Summary: A new level of accountability has been reached in the water and sewerage industry. There are new legal obligations to provide environmental information. These obligations are being used by organisations and met by the industry. Corporate transparency has transformed, some believe operations may change, but an assessment would be premature.
Since the Environmental Information Regulations were found by the Upper Tribunal to apply to water and sewerage Undertakers (in 2015) there have been huge operational changes within the industry. Corporate transparency has evolved dramatically as information previously withheld must on request, be provided. Environmental information requests have been used by many organisations which are impacted by water pollution, in order to gain information about the incidents. In addition many organisations hope that publicising the information gained from these requests could shame Undertakers into improving their operations and reduce pollution. Operations have not substantially changed due to requests, but both representatives from Undertakers and interested organisations agree that external pressure may be a driver of corporate change.
How far has implementing the Environmental Information Regulations made water companies more transparent and to what extent could these changes lead to a potential reduction in water pollution by water and sewerage providers? This was the question I determined to resolve for my recently completed dissertation at Cambridge University. Specialising in the water sector and considering that these Regulations have recently been held to be applicable it was of great interest to ascertain what changes have occurred in the practices of water and sewerage Undertakers.
Until recently water and sewerage Undertakers have refused to answer requests for information which public authorities have been bound to divulge since the introduction of the Environmental Information Regulations. The Upper Tribunal’s determination of the Fish Legal case in 2015 (Fish Legal v Information Commissioner  UKUT 0052 AAC) found that Undertakers were under the same obligations as other ‘public authorities’ to answer environmental information requests.

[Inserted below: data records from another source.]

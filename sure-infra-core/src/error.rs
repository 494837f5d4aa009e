//! Error types for the declaration pass

use thiserror::Error;

use crate::engine::EngineError;
use crate::resource::ResourceId;

/// Errors raised while building or running a declaration pass
///
/// Every variant is fatal: the pass aborts on the first error and no
/// partial apply of later declarations is attempted.
#[derive(Debug, Error)]
pub enum StackError {
    /// A (type, name) pair was declared twice
    #[error("Duplicate declaration: {0}")]
    DuplicateDeclaration(ResourceId),

    /// A depends_on target was not declared before the resource naming it
    #[error("{resource} depends on {dependency}, which is not declared before it")]
    UndeclaredDependency {
        resource: ResourceId,
        dependency: ResourceId,
    },

    /// A value referenced an output this context never minted
    #[error("Unknown output reference in {context}")]
    UnknownReference { context: String },

    /// An attribute was read before the resource producing it resolved
    #[error("{resource}.{attribute} is referenced before the resource is resolved")]
    UnresolvedReference {
        resource: ResourceId,
        attribute: String,
    },

    /// The engine did not produce a referenced attribute
    #[error("{resource} has no attribute '{attribute}'")]
    UnknownAttribute {
        resource: ResourceId,
        attribute: String,
    },

    /// A registered transformation failed; terminal for the apply
    #[error("Transformation '{name}' failed: {cause}")]
    Transform {
        name: String,
        #[source]
        cause: Box<dyn std::error::Error + Send + Sync>,
    },

    /// A transformation handle was resolved twice
    #[error("Transformation '{0}' was already applied")]
    TransformReused(String),

    /// A stack output name was registered twice
    #[error("Duplicate export: {0}")]
    DuplicateExport(String),

    /// Declaration or provisioning failure reported by the engine
    #[error(transparent)]
    Engine(#[from] EngineError),
}

pub type StackResult<T> = Result<T, StackError>;
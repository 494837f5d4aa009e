//! Image pipeline: repository, registry credentials and the image build

use sure_infra_aws::docker::{self, DockerBuild, ImageArgs};
use sure_infra_aws::ecr::{self, CredentialError, RegistryCredentials, credentials_for};
use sure_infra_core::context::StackContext;
use sure_infra_core::error::StackResult;
use sure_infra_core::output::OutputRef;
use sure_infra_core::resource::Value;

use crate::config::StackConfig;

/// The built image, as the workload layer consumes it
#[derive(Debug, Clone, Copy)]
pub struct ImagePipeline {
    /// Fully qualified pushed image name (repository URL plus tag)
    pub image_name: OutputRef,
}

fn field_str(fields: &std::collections::HashMap<String, Value>, name: &'static str)
-> Result<String, CredentialError> {
    fields
        .get(name)
        .and_then(Value::as_str)
        .map(str::to_string)
        .ok_or(CredentialError::MissingField(name))
}

/// Declare the repository, read its credentials, decode them and declare
/// the image build that pushes to it
pub fn declare_image_pipeline(
    ctx: &mut StackContext,
    config: &StackConfig,
) -> StackResult<ImagePipeline> {
    let repository = ctx.declare(
        ecr::REPOSITORY,
        &config.container_name,
        std::collections::HashMap::new(),
    )?;
    let registry_id = ctx.output(&repository, "registry_id");
    let repository_url = ctx.output(&repository, "repository_url");

    let credentials = ctx.lookup(
        ecr::CREDENTIALS,
        &config.container_name,
        credentials_for(registry_id),
    )?;
    let proxy_endpoint = ctx.output(&credentials, "proxy_endpoint");
    let authorization_token = ctx.output(&credentials, "authorization_token");

    let decoded = ctx.apply(
        "registry-credentials",
        Value::map([
            ("server", Value::Ref(proxy_endpoint)),
            ("authorization_token", Value::Ref(authorization_token)),
        ]),
        |input| {
            let fields = match input {
                Value::Map(fields) => fields,
                other => {
                    return Err(format!("credential input is not a map: {:?}", other).into());
                }
            };
            let server = field_str(&fields, "server")?;
            let token = field_str(&fields, "authorization_token")?;
            let credentials = RegistryCredentials::from_token(server, &token)?;
            Ok(credentials.into_value())
        },
    )?;

    let image = ctx.declare(
        docker::IMAGE,
        &config.container_name,
        ImageArgs {
            build: DockerBuild {
                context: config.build_context.clone(),
                dockerfile: config.dockerfile.clone(),
            },
            image_name: Value::Ref(repository_url),
            registry: Value::Ref(decoded),
        }
        .into_properties(),
    )?;
    let base_image_name = ctx.output(&image, "base_image_name");
    let image_name = ctx.output(&image, "image_name");

    ctx.export("baseImageName", base_image_name)?;
    ctx.export("fullImageName", image_name)?;

    Ok(ImagePipeline { image_name })
}
use chrono::{DateTime, Utc};
use serde::{Deserialize, Serialize};

/// Title used when an item has no usable title.
pub const DEFAULT_TITLE: &str = "Untitled";
/// Author used when an item names no author.
pub const DEFAULT_AUTHOR: &str = "Unknown Author";
/// Excerpt used when an item has no readable body.
pub const NO_EXCERPT: &str = "No excerpt available";
/// Number of categories shown as tags in post listings.
pub const DISPLAY_TAGS: usize = 3;

// ============================================================================
// Canonical Post
// ============================================================================

/// A normalized blog post, independent of the feed or proxy it came from.
///
/// Every field is always populated (defaults are applied during
/// normalization); only `thumbnail_url` and `bundled_image` are optional.
/// Text fields never contain markup. `content` is the one exception: it
/// carries the raw body so a renderer can decide how to present it.
#[derive(Debug, Clone, PartialEq, Eq, Serialize, Deserialize)]
#[serde(rename_all = "camelCase")]
pub struct CanonicalPost {
    /// Unique within one feed: guid, else link, else a synthetic id
    pub id: String,
    pub title: String,
    pub excerpt: String,
    /// Raw description/content body as published
    pub content: String,
    /// An `http`/`https` URL, or empty
    pub link: String,
    /// Publish date in RFC 3339 when it parses, else the sanitized feed text;
    /// the fetch time when the feed has none
    pub published_at: String,
    pub author: String,
    /// Category tags in document order, not deduplicated
    pub categories: Vec<String>,
    /// Image found in the item; always an `http`/`https` URL
    #[serde(default, skip_serializing_if = "Option::is_none")]
    pub thumbnail_url: Option<String>,
    /// File name of an image asset shipped with the site, not a URL. Set on
    /// the fallback posts, and on live posts that have no thumbnail.
    #[serde(default, skip_serializing_if = "Option::is_none")]
    pub bundled_image: Option<String>,
}

impl CanonicalPost {
    /// Parses `published_at`, accepting RFC 2822 (RSS `pubDate`) and RFC 3339.
    pub fn published_timestamp(&self) -> Option<DateTime<Utc>> {
        parse_feed_date(&self.published_at)
    }

    /// The first few categories, for listings.
    pub fn tags(&self) -> &[String] {
        &self.categories[..self.categories.len().min(DISPLAY_TAGS)]
    }

    /// Estimated reading time at roughly 1000 characters of body per minute.
    pub fn read_time_minutes(&self) -> usize {
        self.content.len().div_ceil(1000).max(1)
    }
}

/// Parses the date formats found in RSS feeds and converter output.
///
/// rss2json emits `2025-07-05 10:00:00` (no zone, UTC), which is accepted as
/// well.
pub fn parse_feed_date(raw: &str) -> Option<DateTime<Utc>> {
    let raw = raw.trim();
    if raw.is_empty() {
        return None;
    }
    DateTime::parse_from_rfc2822(raw)
        .or_else(|_| DateTime::parse_from_rfc3339(raw))
        .map(|dt| dt.with_timezone(&Utc))
        .ok()
        .or_else(|| {
            chrono::NaiveDateTime::parse_from_str(raw, "%Y-%m-%d %H:%M:%S")
                .ok()
                .map(|naive| naive.and_utc())
        })
        .or_else(|| {
            chrono::NaiveDate::parse_from_str(raw, "%Y-%m-%d")
                .ok()
                .and_then(|date| date.and_hms_opt(0, 0, 0))
                .map(|naive| naive.and_utc())
        })
}

// ============================================================================
// Fetch Results
// ============================================================================

/// Outcome tag of one feed fetch.
#[derive(Debug, Clone, Copy, PartialEq, Eq, Serialize, Deserialize)]
#[serde(rename_all = "lowercase")]
pub enum FetchStatus {
    Success,
    Error,
}

/// Result of fetching one feed URL.
///
/// Lives only in memory: held by the cache controller or returned from the
/// aggregator, never persisted.
#[derive(Debug, Clone, Serialize)]
#[serde(rename_all = "camelCase")]
pub struct FeedFetchResult {
    pub feed_url: String,
    pub status: FetchStatus,
    pub posts: Vec<CanonicalPost>,
    pub fetched_at: DateTime<Utc>,
    /// Id of the strategy that produced the posts
    #[serde(skip_serializing_if = "Option::is_none")]
    pub strategy: Option<String>,
    #[serde(skip_serializing_if = "Option::is_none")]
    pub error: Option<String>,
}

impl FeedFetchResult {
    pub fn success(
        feed_url: impl Into<String>,
        strategy: impl Into<String>,
        posts: Vec<CanonicalPost>,
        fetched_at: DateTime<Utc>,
    ) -> Self {
        Self {
            feed_url: feed_url.into(),
            status: FetchStatus::Success,
            posts,
            fetched_at,
            strategy: Some(strategy.into()),
            error: None,
        }
    }

    pub fn failure(
        feed_url: impl Into<String>,
        error: impl ToString,
        fetched_at: DateTime<Utc>,
    ) -> Self {
        Self {
            feed_url: feed_url.into(),
            status: FetchStatus::Error,
            posts: Vec::new(),
            fetched_at,
            strategy: None,
            error: Some(error.to_string()),
        }
    }

    pub fn is_success(&self) -> bool {
        self.status == FetchStatus::Success
    }
}
//! Utility functions for common operations.
//!
//! This module provides reusable utilities for:
//!
//! - **URL validation**: scheme checks for feed URLs and links found inside feeds
//! - **Text processing**: markup stripping, entity decoding and excerpt truncation
//!
//! # Examples
//!
//! ```
//! use journal_feed::util::{sanitize_link, sanitize_text};
//!
//! assert_eq!(sanitize_text("<b>Hello</b> world", 500), "Hello world");
//! assert_eq!(sanitize_link("javascript:alert(1)"), "");
//! ```

mod text;
mod url_validator;

pub use text::{
    decode_entities, excerpt, first_img_src, sanitize_text, strip_control_chars, strip_markup,
    take_chars,
};
pub use url_validator::{sanitize_link, validate_feed_url, UrlValidationError};
// ============================================================================
// Entries
// ============================================================================

type SharedFetch = Shared<BoxFuture<'static, Result<(), Arc<FeedError>>>>;

struct InFlight {
    generation: u64,
    task: SharedFetch,
}

struct LivePosts {
    posts: Vec<CanonicalPost>,
    fetched_at: DateTime<Utc>,
    stored_at: Instant,
}

#[derive(Default)]
struct FeedEntry {
    live: Option<LivePosts>,
    error: Option<Arc<FeedError>>,
    failed_at: Option<Instant>,
    in_flight: Option<InFlight>,
    /// Generation handed to the most recently started fetch
    next_generation: u64,
    /// Generation of the most recently applied result
    applied_generation: u64,
    invalidated: bool,
}

impl FeedEntry {
    /// Live posts or a recorded failure (which serves the fallback set).
    fn has_posts_to_show(&self) -> bool {
        self.live.is_some() || self.error.is_some()
    }

    fn is_stale(&self, now: Instant, stale_after: Duration) -> bool {
        self.invalidated
            || self
                .live
                .as_ref()
                .is_some_and(|live| now.duration_since(live.stored_at) >= stale_after)
    }

    fn state(&self, now: Instant, stale_after: Duration) -> FeedState {
        match (&self.live, &self.in_flight, &self.error) {
            (Some(_), _, _) if self.is_stale(now, stale_after) => FeedState::Stale,
            (Some(_), _, _) => FeedState::Fresh,
            (None, Some(_), _) => FeedState::Fetching,
            (None, None, Some(_)) => FeedState::Failed,
            (None, None, None) => FeedState::Idle,
        }
    }
}

struct CacheInner {
    source: Arc<dyn FeedSource>,
    settings: CacheSettings,
    entries: Mutex<LruCache<String, FeedEntry>>,
    limiter: Mutex<RefreshLimiter>,
    fallback: Vec<CanonicalPost>,
}
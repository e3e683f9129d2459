//! Minimal XML element tree and the parser seam that produces it.
//!
//! The defensive feed parser only needs "string in, element tree out", so the
//! concrete XML library sits behind [`XmlTreeParser`]. The default backend is
//! `quick-xml`, which never expands `<!ENTITY>` declarations: only the five
//! predefined entities and numeric character references are resolved, and any
//! other entity reference is reported as a syntax error.

use std::borrow::Cow;

use quick_xml::events::{BytesStart, Event};
use quick_xml::Reader;
use thiserror::Error;

/// Structural failures reported by an [`XmlTreeParser`].
#[derive(Debug, Error, Clone, PartialEq, Eq)]
pub enum XmlTreeError {
    #[error("syntax error at byte {position}: {message}")]
    Syntax { position: u64, message: String },
    #[error("document has no root element")]
    NoRoot,
    #[error("unclosed element <{0}>")]
    Unclosed(String),
    #[error("content after the root element")]
    TrailingContent,
}

/// A node in the element tree: either a child element or a run of text.
#[derive(Debug, Clone, PartialEq, Eq)]
pub enum XmlNode {
    Element(XmlElement),
    Text(String),
}

/// One XML element with its qualified name (`media:thumbnail`, `dc:creator`).
#[derive(Debug, Clone, Default, PartialEq, Eq)]
pub struct XmlElement {
    pub name: String,
    pub attributes: Vec<(String, String)>,
    pub children: Vec<XmlNode>,
}

impl XmlElement {
    pub fn new(name: impl Into<String>) -> Self {
        Self {
            name: name.into(),
            ..Self::default()
        }
    }

    /// Returns the value of the attribute with the given qualified name.
    pub fn attr(&self, name: &str) -> Option<&str> {
        self.attributes
            .iter()
            .find(|(key, _)| key == name)
            .map(|(_, value)| value.as_str())
    }

    /// Direct child elements, in document order.
    pub fn child_elements(&self) -> impl Iterator<Item = &XmlElement> {
        self.children.iter().filter_map(|node| match node {
            XmlNode::Element(el) => Some(el),
            XmlNode::Text(_) => None,
        })
    }

    /// All descendant elements (excluding `self`) in document order.
    pub fn descendants(&self) -> Descendants<'_> {
        let mut stack: Vec<&XmlElement> = self.child_elements().collect();
        stack.reverse();
        Descendants { stack }
    }

    /// First descendant whose qualified name is `name`.
    pub fn find(&self, name: &str) -> Option<&XmlElement> {
        self.descendants().find(|el| el.name == name)
    }

    /// Concatenated text of this element and all of its descendants.
    pub fn text(&self) -> String {
        let mut out = String::new();
        let mut stack: Vec<&XmlNode> = self.children.iter().rev().collect();
        while let Some(node) = stack.pop() {
            match node {
                XmlNode::Text(text) => out.push_str(text),
                XmlNode::Element(el) => stack.extend(el.children.iter().rev()),
            }
        }
        out
    }

    /// Trimmed text of the first descendant named `name`, or empty.
    pub fn child_text(&self, name: &str) -> String {
        self.find(name)
            .map(|el| el.text().trim().to_string())
            .unwrap_or_default()
    }
}

/// Pre-order iterator over descendant elements.
pub struct Descendants<'a> {
    stack: Vec<&'a XmlElement>,
}

impl<'a> Iterator for Descendants<'a> {
    type Item = &'a XmlElement;

    fn next(&mut self) -> Option<Self::Item> {
        let next = self.stack.pop()?;
        let start = self.stack.len();
        self.stack.extend(next.child_elements());
        self.stack[start..].reverse();
        Some(next)
    }
}

/// A parsed document: the root element plus the deepest nesting seen.
///
/// `max_depth` counts the root as depth 0. It is measured over the whole
/// input, including elements that were too deep to be kept in the tree.
#[derive(Debug, Clone, PartialEq, Eq)]
pub struct XmlDocument {
    pub root: XmlElement,
    pub max_depth: usize,
}

/// Parses an XML string into an element tree.
pub trait XmlTreeParser: Send + Sync {
    /// Parses `text`. Elements nested deeper than `keep_depth` are checked for
    /// well-formedness and counted towards `max_depth` but are not stored.
    fn parse_tree(&self, text: &str, keep_depth: usize) -> Result<XmlDocument, XmlTreeError>;
}

/// [`XmlTreeParser`] backed by `quick-xml`'s streaming reader.
#[derive(Debug, Clone, Copy, Default)]
pub struct QuickXmlTreeParser;

impl QuickXmlTreeParser {
    fn syntax_error(reader: &Reader<&[u8]>, message: impl ToString) -> XmlTreeError {
        XmlTreeError::Syntax {
            position: reader.buffer_position() as u64,
            message: message.to_string(),
        }
    }

    fn element_from(
        start: &BytesStart<'_>,
        reader: &Reader<&[u8]>,
    ) -> Result<XmlElement, XmlTreeError> {
        let mut element = XmlElement::new(String::from_utf8_lossy(start.name().as_ref()));
        for attr in start.attributes() {
            let attr = attr.map_err(|e| Self::syntax_error(reader, e))?;
            let value = attr
                .decode_and_unescape_value(reader.decoder())
                .map_err(|e| Self::syntax_error(reader, e))?;
            element.attributes.push((
                String::from_utf8_lossy(attr.key.as_ref()).into_owned(),
                value.into_owned(),
            ));
        }
        Ok(element)
    }
}

/// Open-element bookkeeping for the tree builder.
struct TreeBuilder {
    stack: Vec<XmlElement>,
    root: Option<XmlElement>,
    /// Open elements that are too deep to keep
    skipped: usize,
    max_depth: usize,
}

impl TreeBuilder {
    fn open_depth(&self) -> usize {
        self.stack.len() + self.skipped
    }

    fn attach(&mut self, element: XmlElement) {
        match self.stack.last_mut() {
            Some(parent) => parent.children.push(XmlNode::Element(element)),
            None => self.root = Some(element),
        }
    }

    fn push_text(&mut self, text: Cow<'_, str>) -> Result<(), XmlTreeError> {
        if self.skipped > 0 {
            return Ok(());
        }
        match self.stack.last_mut() {
            Some(parent) => {
                parent.children.push(XmlNode::Text(text.into_owned()));
                Ok(())
            }
            None if text.trim().is_empty() => Ok(()),
            None if self.root.is_some() => Err(XmlTreeError::TrailingContent),
            None => Err(XmlTreeError::NoRoot),
        }
    }
}

impl XmlTreeParser for QuickXmlTreeParser {
    fn parse_tree(&self, text: &str, keep_depth: usize) -> Result<XmlDocument, XmlTreeError> {
        let mut reader = Reader::from_str(text);
        reader.config_mut().check_end_names = true;

        let mut builder = TreeBuilder {
            stack: Vec::new(),
            root: None,
            skipped: 0,
            max_depth: 0,
        };

        loop {
            match reader.read_event() {
                Ok(Event::Start(start)) => {
                    if builder.root.is_some() {
                        return Err(XmlTreeError::TrailingContent);
                    }
                    let depth = builder.open_depth();
                    builder.max_depth = builder.max_depth.max(depth);
                    if depth > keep_depth || builder.skipped > 0 {
                        builder.skipped += 1;
                    } else {
                        builder.stack.push(Self::element_from(&start, &reader)?);
                    }
                }
                Ok(Event::Empty(start)) => {
                    if builder.root.is_some() {
                        return Err(XmlTreeError::TrailingContent);
                    }
                    let depth = builder.open_depth();
                    builder.max_depth = builder.max_depth.max(depth);
                    if depth <= keep_depth && builder.skipped == 0 {
                        let element = Self::element_from(&start, &reader)?;
                        builder.attach(element);
                    }
                }
                Ok(Event::End(_)) => {
                    if builder.skipped > 0 {
                        builder.skipped -= 1;
                    } else {
                        let element = builder
                            .stack
                            .pop()
                            .ok_or_else(|| Self::syntax_error(&reader, "unexpected end tag"))?;
                        builder.attach(element);
                    }
                }
                Ok(Event::Text(raw)) => {
                    let text = raw.unescape().map_err(|e| Self::syntax_error(&reader, e))?;
                    builder.push_text(text)?;
                }
                Ok(Event::CData(cdata)) => {
                    let text = String::from_utf8_lossy(&cdata).into_owned();
                    builder.push_text(Cow::Owned(text))?;
                }
                Ok(Event::Eof) => break,
                Err(e) => return Err(Self::syntax_error(&reader, e)),
                // Declarations, comments, processing instructions and
                // DOCTYPE (already screened by the caller) carry no content
                Ok(_) => {}
            }
        }

        if let Some(open) = builder.stack.last() {
            return Err(XmlTreeError::Unclosed(open.name.clone()));
        }
        if builder.skipped > 0 {
            return Err(XmlTreeError::Unclosed("<nested>".to_string()));
        }

        let root = builder.root.ok_or(XmlTreeError::NoRoot)?;
        Ok(XmlDocument {
            root,
            max_depth: builder.max_depth,
        })
    }
}
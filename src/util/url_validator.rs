use thiserror::Error;
use url::Url;

/// Errors that can occur during URL validation.
#[derive(Error, Debug)]
pub enum UrlValidationError {
    /// The URL string could not be parsed.
    #[error("Invalid URL: {0}")]
    InvalidUrl(#[from] url::ParseError),
    /// The URL uses a scheme other than http or https.
    #[error("Unsupported scheme: {0} (only http/https allowed)")]
    UnsupportedScheme(String),
    /// The URL has no host component.
    #[error("URL has no host")]
    MissingHost,
}

/// Validates a URL string for use as a feed address.
///
/// Feeds are fetched by third-party proxies rather than by this process, so
/// the only policy enforced here is the scheme (`http`/`https`) and the
/// presence of a host. Anything else (`file:`, `javascript:`, `data:`) is
/// rejected before a single request is made.
///
/// # Errors
///
/// - [`UrlValidationError::InvalidUrl`] if the string does not parse
/// - [`UrlValidationError::UnsupportedScheme`] for non-HTTP(S) schemes
/// - [`UrlValidationError::MissingHost`] if the URL has no host
///
/// # Examples
///
/// ```
/// use journal_feed::util::validate_feed_url;
///
/// let url = validate_feed_url("https://journal.example.com/feed/").unwrap();
/// assert_eq!(url.host_str(), Some("journal.example.com"));
///
/// assert!(validate_feed_url("javascript:alert(1)").is_err());
/// assert!(validate_feed_url("file:///etc/passwd").is_err());
/// ```
pub fn validate_feed_url(url_str: &str) -> Result<Url, UrlValidationError> {
    let url = Url::parse(url_str.trim())?;

    match url.scheme() {
        "http" | "https" => {}
        scheme => return Err(UrlValidationError::UnsupportedScheme(scheme.to_owned())),
    }

    if url.host_str().map_or(true, str::is_empty) {
        return Err(UrlValidationError::MissingHost);
    }

    Ok(url)
}

/// Normalizes a link taken from feed content.
///
/// Returns the serialized URL when it parses with an `http`/`https` scheme and
/// an empty string otherwise, so dangerous schemes never reach a consumer.
pub fn sanitize_link(raw: &str) -> String {
    validate_feed_url(raw)
        .map(|url| url.to_string())
        .unwrap_or_default()
}

#[cfg(test)]
mod tests {
    use super::*;

    #[test]
    fn test_valid_urls() {
        assert!(validate_feed_url("https://example.com/feed.xml").is_ok());
        assert!(validate_feed_url("http://news.example.org").is_ok());
        assert!(validate_feed_url("  https://example.com/feed/  ").is_ok());
    }

    #[test]
    fn test_invalid_schemes() {
        assert!(matches!(
            validate_feed_url("ftp://example.com"),
            Err(UrlValidationError::UnsupportedScheme(_))
        ));
        assert!(validate_feed_url("file:///etc/passwd").is_err());
        assert!(validate_feed_url("javascript:alert(1)").is_err());
        assert!(validate_feed_url("data:text/html,<b>x</b>").is_err());
    }

    #[test]
    fn test_unparseable() {
        assert!(matches!(
            validate_feed_url("not a url"),
            Err(UrlValidationError::InvalidUrl(_))
        ));
        assert!(validate_feed_url("").is_err());
    }

    #[test]
    fn test_sanitize_link_keeps_http() {
        assert_eq!(
            sanitize_link("https://example.com/post?id=1"),
            "https://example.com/post?id=1"
        );
        // Serialization adds the root path like a browser URL parser does
        assert_eq!(sanitize_link("https://example.com"), "https://example.com/");
    }

    #[test]
    fn test_sanitize_link_drops_dangerous_schemes() {
        assert_eq!(sanitize_link("javascript:alert(1)"), "");
        assert_eq!(sanitize_link("data:text/html;base64,PHNjcmlwdD4="), "");
        assert_eq!(sanitize_link("vbscript:msgbox"), "");
        assert_eq!(sanitize_link(""), "");
    }
}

The objective of the work was to understand what changes have occurred in a response to these new responsibilities. Has the introduction of the Regulations increased public transparency of the Undertakers? In addition, could these changes lead to a change in practices which attempt to reduce water pollution and increase the sustainable delivery of the services provided?
30 industry elites comprising representatives from both Undertakers and organisations interested in reducing water pollution were interviewed.
The work found that almost all Undertakers have had to substantially change their operations in order to comply with their new obligations. New staff have been employed, procedures altered and extended, and training initiated. In addition, the type and quality of information provided has dramatically improved. Many organisations have filed environmental information requests. Since the Fish Legal case many Undertakers have had to process over 100 requests, with the amount growing as time passes. Interested organisations interviewed were satisfied with these new powers and that Undertakers were acting in compliance with their obligations.
Positions as to how the Regulations will impact executive decisions in the future were polarized. Some Undertakers thought that it would have no impact, but others were adamant that this would hugely impact the managerial decisions of the future.
The Regulations have brought transparency by design. They may in the future bring increased sustainable provision through a reduction in pollution but this result, although a possibility, has yet to be determined.
The increase of information provision by water and sewerage Undertakers is very significant. It has dramatically increased their corporate transparency.
The industry has completely transformed its operational process in relation to the provision of information. Other operational changes such as a reduction in pollution may occur in response to environmental information requests. It is however too early for such an assessment to be made.
These new implications do not need to be viewed negatively. There is also an opportunity to proactively embrace the new requirements as an avenue for continuous improvement and stronger bonds with the wider stakeholder community.